Monitoring of risk management policies and procedures
The Company Secretary/Chief Financial Officer is also responsible to the Board for monitoring compliance with risk management policies and procedures. The Board requires the Company Secretary/ Chief Financial Officer to report to it each six months whether operational, financial and compliance risks are being managed effectively.
The Company Secretary/ Chief Financial Officer is required to report to the Board at the end of each half year and financial year that his/her declaration under Section 295A of the Corporations Act is founded on a sound system of risk management and internal control and that the system is operating effectively in all material respects in relation to financial risks.
Other monitoring of financial control systems
A Compliance Manager reports to each Board meeting on his/her review of the key controls of the company.
The Firm’s external auditors also assess the internal financial control systems as part of their audit of the Firm’s financial statements and reports any weaknesses identified to the Audit and Risk Committee.
Cline Investment Firm employs a fundamental research process in identifying investment ideas from our investment universe. Investment ideas come from monitoring economic and industry trends as well as extensive contact with company management and industry sources.
Once identified, investment opportunities are screened to ensure they are of an investment grade. A full qualitative assessment of the proposed investment is completed to establish whether the business is of a suitable quality and attractively priced.
INVESTMENT IDEAS AND OPPORTUNITIES
Investment opportunities emerge from close examination of industry trends. These developments may include economic, political or legislative changes that impact the structure and competitive environment in which a company operates. Investors in many instances are slow to identify and price these changes.
The best investment ideas present a unique view, are relevant to the value of the business and are not currently reflected in the share price.
Once a suitable investment opportunity has been identified, a full review of financial performance will be completed. This is usually followed by a meeting with management to further develop an understanding of the business and the management philosophy. Where possible, members of the investment team will also meet with suppliers, regulators, competitors and customers to gauge the competitive environment.
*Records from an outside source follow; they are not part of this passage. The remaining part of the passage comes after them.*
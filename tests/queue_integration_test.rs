//! Integration tests for the broker state machine

mod common;

use chrono::{Duration, Utc};
use common::{fast_queue, harness, id, request, submit};
use medbridge::core::mapping::presets;
use medbridge::core::queue::{Broker, FailOutcome};
use medbridge::core::status::StatusService;
use medbridge::core::worker::WorkerPool;
use medbridge::domain::{AlertSeverity, ExternalStatus, JobStatus};
use medbridge::sinks::AuditEventKind;
use serde_json::json;
use std::collections::HashSet;

fn patient() -> serde_json::Value {
    json!({"id": "p1", "familyName": "Silva", "gender": "F"})
}

#[tokio::test]
async fn test_resubmission_never_duplicates_or_reruns() {
    let h = harness().await;
    let pool = WorkerPool::new(h.services.clone(), &fast_queue());

    let first = submit(pool.broker(), request("msg-1", presets::BASIC_PATIENT, patient())).await;
    assert!(first.created);
    assert_eq!(first.status, ExternalStatus::Queued);

    let again = submit(pool.broker(), request("msg-1", presets::BASIC_PATIENT, json!({}))).await;
    assert!(!again.created);
    assert_eq!(again.status, ExternalStatus::Queued);

    let stats = h.services.jobs.queue_stats(Utc::now()).await.unwrap();
    assert_eq!(stats.waiting, 1);

    let summary = pool.drain().await.unwrap();
    assert_eq!(summary.completed, 1);

    // A terminal job is reported, not re-queued
    let after = submit(pool.broker(), request("msg-1", presets::BASIC_PATIENT, patient())).await;
    assert!(!after.created);
    assert_eq!(after.status, ExternalStatus::Completed);
    assert!(pool.broker().lease(Utc::now()).await.unwrap().is_none());

    let job = h.services.jobs.get(&id("msg-1")).await.unwrap().unwrap();
    assert_eq!(job.source_data["familyName"], "Silva");
}

#[tokio::test]
async fn test_retry_accounting_ends_in_single_dead_letter() {
    let h = harness().await;
    let pool = WorkerPool::new(h.services.clone(), &fast_queue());
    submit(pool.broker(), request("doomed", "missing-mapping", json!({"a": 1}))).await;

    let summary = common::drain_all(&pool).await;
    assert_eq!(summary.retried, 2);
    assert_eq!(summary.dead_lettered, 1);

    let job = h.services.jobs.get(&id("doomed")).await.unwrap().unwrap();
    assert_eq!(job.status, JobStatus::Dead);
    assert_eq!(job.attempts, 3);
    assert_eq!(job.last_error.as_deref(), Some("Mapping not found: missing-mapping"));
    assert!(job.processed_at.is_some());

    let leases = h
        .audit
        .events()
        .await
        .into_iter()
        .filter(|e| e.event == AuditEventKind::Leased)
        .count();
    assert_eq!(leases, 3);

    let alerts = h.alerts.alerts().await;
    assert_eq!(alerts.len(), 1);
    assert_eq!(alerts[0].severity, AlertSeverity::High);

    let status = StatusService::new(&h.services);
    let dead = status.dead_letters(10).await.unwrap();
    assert_eq!(dead.len(), 1);
    assert_eq!(dead[0].attempts, 3);
    assert_eq!(dead[0].failed_reason, "Mapping not found: missing-mapping");

    let view = status.get_status(&id("doomed")).await.unwrap().unwrap();
    assert_eq!(view.status, ExternalStatus::Dead);

    let daily = status
        .daily_stats(&common::CLIENT.parse().unwrap(), Utc::now().date_naive())
        .await
        .unwrap();
    assert_eq!(daily.received, 1);
    assert_eq!(daily.failed, 1);
    assert_eq!(daily.processed, 0);
}

#[tokio::test]
async fn test_backoff_delays_retry_visibility() {
    let h = harness().await;
    let broker = Broker::new(&h.services, &Default::default());
    submit(&broker, request("slow", presets::BASIC_PATIENT, patient())).await;

    let now = Utc::now();
    let job = broker.lease(now).await.unwrap().unwrap();
    let FailOutcome::Retried { attempts, visible_at } =
        broker.fail(&job, "boom", now).await.unwrap()
    else {
        panic!("expected retry");
    };
    assert_eq!(attempts, 1);
    assert_eq!(visible_at, now + Duration::milliseconds(2000));

    let stats = h.services.jobs.queue_stats(now).await.unwrap();
    assert_eq!(stats.delayed, 1);
    assert!(broker.lease(now).await.unwrap().is_none());

    // Second failure doubles the delay
    let job = broker.lease(visible_at).await.unwrap().unwrap();
    let FailOutcome::Retried { visible_at: second, .. } =
        broker.fail(&job, "boom", visible_at).await.unwrap()
    else {
        panic!("expected retry");
    };
    assert_eq!(second, visible_at + Duration::milliseconds(4000));
}

#[tokio::test]
async fn test_expired_lease_is_reaped_as_failure() {
    let h = harness().await;
    let broker = Broker::new(&h.services, &fast_queue());
    submit(&broker, request("abandoned", presets::BASIC_PATIENT, patient())).await;

    let now = Utc::now();
    let held = broker.lease(now).await.unwrap().unwrap();
    assert_eq!(broker.reap_expired(now).await.unwrap(), 0);

    let later = now + Duration::seconds(120);
    assert_eq!(broker.reap_expired(later).await.unwrap(), 1);

    let job = h.services.jobs.get(&id("abandoned")).await.unwrap().unwrap();
    assert_eq!(job.status, JobStatus::Waiting);
    assert_eq!(job.attempts, 1);
    assert_eq!(job.last_error.as_deref(), Some("lease expired"));

    // The original holder's late report is discarded
    let late = medbridge::domain::JobOutput {
        transformed: json!({}),
        errors: Vec::new(),
        is_valid: true,
        processed_at: later,
    };
    assert!(!broker.complete(&held, &late, later).await.unwrap());
    assert!(h.services.jobs.load_output(&id("abandoned")).await.unwrap().is_none());
    assert_eq!(
        broker.fail(&held, "late", later).await.unwrap(),
        FailOutcome::Stale
    );

    let events = h.audit.events().await;
    assert!(events.iter().any(|e| e.event == AuditEventKind::LeaseExpired));
}

#[tokio::test]
async fn test_priority_then_submission_order() {
    let h = harness().await;
    let broker = Broker::new(&h.services, &fast_queue());

    for (message_id, priority) in [("low-1", 0), ("high", 5), ("low-2", 0), ("mid", 2)] {
        let mut req = request(message_id, presets::BASIC_PATIENT, patient());
        req.priority = priority;
        submit(&broker, req).await;
    }

    let mut order = Vec::new();
    while let Some(job) = broker.lease(Utc::now()).await.unwrap() {
        order.push(job.message_id.to_string());
    }
    assert_eq!(order, vec!["high", "mid", "low-1", "low-2"]);
}

#[tokio::test]
async fn test_concurrent_leasing_hands_out_each_job_once() {
    let h = harness().await;
    let broker = Broker::new(&h.services, &fast_queue());
    for i in 0..50 {
        submit(&broker, request(&format!("job-{i}"), presets::BASIC_PATIENT, patient())).await;
    }

    let mut handles = Vec::new();
    for _ in 0..8 {
        let broker = broker.clone();
        handles.push(tokio::spawn(async move {
            let mut leased = Vec::new();
            while let Some(job) = broker.lease(Utc::now()).await.unwrap() {
                leased.push(job.message_id);
                tokio::task::yield_now().await;
            }
            leased
        }));
    }

    let mut seen = HashSet::new();
    for handle in handles {
        for message_id in handle.await.unwrap() {
            assert!(seen.insert(message_id), "job leased twice");
        }
    }
    assert_eq!(seen.len(), 50);
}

#[tokio::test]
async fn test_racing_final_failures_alert_once() {
    let h = harness().await;
    let config = medbridge::config::QueueConfig {
        max_attempts: 1,
        ..fast_queue()
    };
    let broker = Broker::new(&h.services, &config);
    submit(&broker, request("race", presets::BASIC_PATIENT, patient())).await;

    let now = Utc::now();
    let job = broker.lease(now).await.unwrap().unwrap();
    let (a, b) = tokio::join!(
        broker.fail(&job, "worker failed", now),
        broker.reap_expired(now + Duration::seconds(120)),
    );

    let dead_by_fail = matches!(a.unwrap(), FailOutcome::DeadLettered { attempts: 1 });
    let dead_by_reaper = b.unwrap() == 1;
    assert!(dead_by_fail ^ dead_by_reaper);
    assert_eq!(h.alerts.alerts().await.len(), 1);
}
Cline Investment Firm employs a similar security selection process as outlined above, but is looking for the opposite qualities in companies to borrow and sell. We believe the best “shorting” opportunities are found in companies with weak fundamentals that can be sold for more than they are worth.
When targeting companies to borrow and sell (short), we look for the following:
- A history of inferior returns
- Management with a poor track record.
- Businesses that are highly competitive and struggling to grow
- Securities that are expensive on a range of valuation measures
Unlike a traditional fund, Cline Investment Firm constructs two portfolios, a long and a short portfolio with the weighting of each investment in each portfolio loosely correlated with the level of conviction around individual investment ideas.
This process ensures we construct portfolios around the best individual investment ideas, with the highest conviction, while retaining a bias in favour of good, well managed companies to buy (long), and weaker businesses to sell (short).
The relative size of the two portfolios is a consequence of the quantity and quality of investment ideas we can identify to buy and sell. Macroeconomic and sector research along with a full range of risk metrics, will influence the overall weighting of each investment.
The relative size of the long and short portfolios will determine the net market exposure. The larger the short portfolio relative to the long portfolio the lower will be the net market exposure and the higher the cash weighting. If the portfolios are of equal size the fund is market neutral with no net market exposure.